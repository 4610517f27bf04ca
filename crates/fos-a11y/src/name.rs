//! Accessible names
//!
//! Computes the text assistive technology announces for an element, in
//! precedence order: `aria-labelledby`, `aria-label`, native labelling
//! (labels, `alt`, captions, legends), content, then tooltips.

use crate::aria::{get_role, idrefs};
use crate::standards::role_spec;
use crate::text::sanitize;
use crate::visibility::is_visible_to_screen_readers;
use crate::Result;
use fos_vdom::{VNodeId, VirtualNode, VirtualTree};
use std::collections::HashSet;

/// Traversal state of one name computation
#[derive(Debug, Clone, Copy, Default)]
struct NameContext {
    /// Computing the text of an `aria-labelledby` target
    in_labelled_by: bool,
    /// Collecting text from descendants
    in_subtree: bool,
    /// Control embedded in the label of another control
    in_control_label: bool,
}

/// Trimmed, non-empty `aria-label`
pub fn aria_label(node: &VirtualNode) -> Option<String> {
    node.attr("aria-label").map(sanitize).filter(|label| !label.is_empty())
}

/// Sanitized `title` attribute
pub fn title_text(tree: &VirtualTree, id: VNodeId) -> String {
    tree.get(id).and_then(|n| n.attr("title")).map(sanitize).unwrap_or_default()
}

/// Joined text of the elements referenced by `aria-labelledby`
pub fn arialabelledby_text(tree: &VirtualTree, id: VNodeId) -> Result<String> {
    let cx = NameContext {
        in_labelled_by: true,
        ..NameContext::default()
    };
    let mut parts = Vec::new();
    for target in idrefs(tree, id, "aria-labelledby")?.into_iter().flatten() {
        let text = compute(tree, target, cx, &mut HashSet::new())?;
        if !text.is_empty() {
            parts.push(text);
        }
    }
    Ok(parts.join(" "))
}

/// Accessible name of an element. Fails when the name depends on id
/// references the tree cannot resolve.
pub fn accessible_text(tree: &VirtualTree, id: VNodeId) -> Result<String> {
    compute(tree, id, NameContext::default(), &mut HashSet::new())
}

/// Name contributed by the element's descendants alone
pub fn content_text(tree: &VirtualTree, id: VNodeId) -> Result<String> {
    let cx = NameContext {
        in_subtree: true,
        ..NameContext::default()
    };
    let mut visited = HashSet::from([id]);
    subtree_text(tree, id, cx, &mut visited)
}

fn compute(tree: &VirtualTree, id: VNodeId, cx: NameContext, visited: &mut HashSet<VNodeId>) -> Result<String> {
    let Some(node) = tree.get(id) else {
        return Ok(String::new());
    };
    if !visited.insert(id) {
        return Ok(String::new());
    }
    if node.is_text() {
        if !cx.in_labelled_by && !is_visible_to_screen_readers(tree, id) {
            return Ok(String::new());
        }
        let value = node.node_value().unwrap_or_default();
        return Ok(if cx.in_subtree { value.to_string() } else { sanitize(value) });
    }
    if !node.is_element() || (!cx.in_labelled_by && !is_visible_to_screen_readers(tree, id)) {
        return Ok(String::new());
    }

    if !cx.in_labelled_by && node.has_attr("aria-labelledby") {
        let text = arialabelledby_text(tree, id)?;
        if !text.is_empty() {
            return Ok(text);
        }
    }
    if cx.in_control_label || cx.in_subtree {
        if let Some(value) = embedded_control_value(tree, id, node) {
            return Ok(value);
        }
    }
    if let Some(label) = aria_label(node) {
        return Ok(label);
    }
    let native = native_text(tree, id, node, cx, visited)?;
    if !native.is_empty() {
        return Ok(native);
    }
    if cx.in_subtree || cx.in_labelled_by || named_from_content(tree, id) {
        let content = subtree_text(tree, id, cx, visited)?;
        if !content.is_empty() {
            return Ok(content);
        }
    }
    let title = title_text(tree, id);
    if !title.is_empty() {
        return Ok(title);
    }
    Ok(node.attr("placeholder").map(sanitize).unwrap_or_default())
}

fn named_from_content(tree: &VirtualTree, id: VNodeId) -> bool {
    get_role(tree, id)
        .and_then(role_spec)
        .is_some_and(|spec| spec.name_from_content)
}

/// Value a form control contributes to the name of something labelling it
fn embedded_control_value(tree: &VirtualTree, id: VNodeId, node: &VirtualNode) -> Option<String> {
    match get_role(tree, id)? {
        "textbox" | "searchbox" => Some(sanitize(node.value().unwrap_or_default())),
        "combobox" | "listbox" if node.node_name() == "select" => {
            let selected = tree
                .descendants(id)
                .filter(|d| tree.get(*d).is_some_and(|n| n.node_name() == "option"))
                .find(|d| tree.get(*d).is_some_and(|n| n.has_attr("selected") || n.prop("selected") == Some("true")))
                .or_else(|| tree.descendants(id).find(|d| tree.get(*d).is_some_and(|n| n.node_name() == "option")));
            selected.map(|option| sanitize(&tree.text_content(option)))
        }
        "slider" | "spinbutton" | "progressbar" | "scrollbar" => node
            .attr("aria-valuetext")
            .or_else(|| node.attr("aria-valuenow"))
            .or_else(|| node.value())
            .map(sanitize),
        _ => None,
    }
}

fn labelled_control(node: &VirtualNode) -> bool {
    match node.node_name() {
        "select" | "textarea" | "meter" | "output" | "progress" => true,
        "input" => !matches!(
            node.input_type().as_deref(),
            Some("button" | "submit" | "reset" | "image" | "hidden")
        ),
        _ => false,
    }
}

/// Text of the `<label>` elements attached to a control
fn label_text(tree: &VirtualTree, id: VNodeId, node: &VirtualNode, visited: &mut HashSet<VNodeId>) -> Result<String> {
    let cx = NameContext {
        in_subtree: true,
        in_control_label: true,
        ..NameContext::default()
    };
    let mut labels: Vec<VNodeId> = Vec::new();
    if let Some(own_id) = node.attr("id").filter(|v| !v.is_empty()) {
        labels.extend(
            tree.nodes()
                .filter(|n| n.scope() == node.scope() && n.node_name() == "label" && n.attr("for") == Some(own_id))
                .map(VirtualNode::id),
        );
    }
    if let Some(wrapping) = tree
        .ancestors(id)
        .take_while(|a| tree.get(*a).is_some_and(|n| n.scope() == node.scope()))
        .find(|a| tree.get(*a).is_some_and(|n| n.node_name() == "label"))
    {
        if !labels.contains(&wrapping) {
            labels.push(wrapping);
        }
    }
    let mut parts = Vec::new();
    for label in labels {
        let text = subtree_text(tree, label, cx, visited)?;
        if !text.is_empty() {
            parts.push(text);
        }
    }
    Ok(parts.join(" "))
}

fn first_child_named(tree: &VirtualTree, id: VNodeId, name: &str) -> Option<VNodeId> {
    tree.element_children(id)
        .find(|c| tree.get(*c).is_some_and(|n| n.node_name() == name))
}

fn native_text(
    tree: &VirtualTree,
    id: VNodeId,
    node: &VirtualNode,
    cx: NameContext,
    visited: &mut HashSet<VNodeId>,
) -> Result<String> {
    let content_cx = NameContext {
        in_subtree: true,
        ..cx
    };
    let text = match node.node_name() {
        "input" => match node.input_type().as_deref() {
            Some("button" | "submit" | "reset") => {
                let fallback = match node.input_type().as_deref() {
                    Some("submit") => "Submit",
                    Some("reset") => "Reset",
                    _ => "",
                };
                node.value().map(sanitize).filter(|v| !v.is_empty()).unwrap_or_else(|| fallback.to_string())
            }
            Some("image") => node
                .attr("alt")
                .or_else(|| node.value())
                .map(sanitize)
                .filter(|v| !v.is_empty())
                .unwrap_or_else(|| "Submit".to_string()),
            _ => label_text(tree, id, node, visited)?,
        },
        _ if labelled_control(node) => label_text(tree, id, node, visited)?,
        "img" | "area" => node.attr("alt").map(sanitize).unwrap_or_default(),
        "fieldset" => match first_child_named(tree, id, "legend") {
            Some(legend) => subtree_text(tree, legend, content_cx, visited)?,
            None => String::new(),
        },
        "table" => match first_child_named(tree, id, "caption") {
            Some(caption) => subtree_text(tree, caption, content_cx, visited)?,
            None => String::new(),
        },
        "figure" => match first_child_named(tree, id, "figcaption") {
            Some(caption) => subtree_text(tree, caption, content_cx, visited)?,
            None => String::new(),
        },
        "svg" => match first_child_named(tree, id, "title") {
            Some(title) => sanitize(&tree.text_content(title)),
            None => String::new(),
        },
        _ => String::new(),
    };
    Ok(text)
}

fn is_block(node: &VirtualNode) -> bool {
    node.computed_style().is_some_and(|s| !s.display().is_inline_level())
}

/// Concatenated names of the children, block boxes separated by spaces
fn subtree_text(tree: &VirtualTree, id: VNodeId, cx: NameContext, visited: &mut HashSet<VNodeId>) -> Result<String> {
    let child_cx = NameContext {
        in_subtree: true,
        ..cx
    };
    let mut text = String::new();
    for child in tree.children(id) {
        let Some(node) = tree.get(*child) else { continue };
        if node.is_html() && matches!(node.node_name(), "script" | "style" | "template") {
            continue;
        }
        let part = compute(tree, *child, child_cx, visited)?;
        if is_block(node) {
            text.push(' ');
            text.push_str(&part);
            text.push(' ');
        } else {
            text.push_str(&part);
        }
    }
    Ok(sanitize(&text))
}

* * *

* Task statement: Each line of the listing that includes the word "scope" should be copied out.

* Problem solution:
                .filter(|n| n.scope() == node.scope() && n.node_name() == "label" && n.attr("for") == Some(own_id))
        .take_while(|a| tree.get(*a).is_some_and(|n| n.scope() == node.scope()))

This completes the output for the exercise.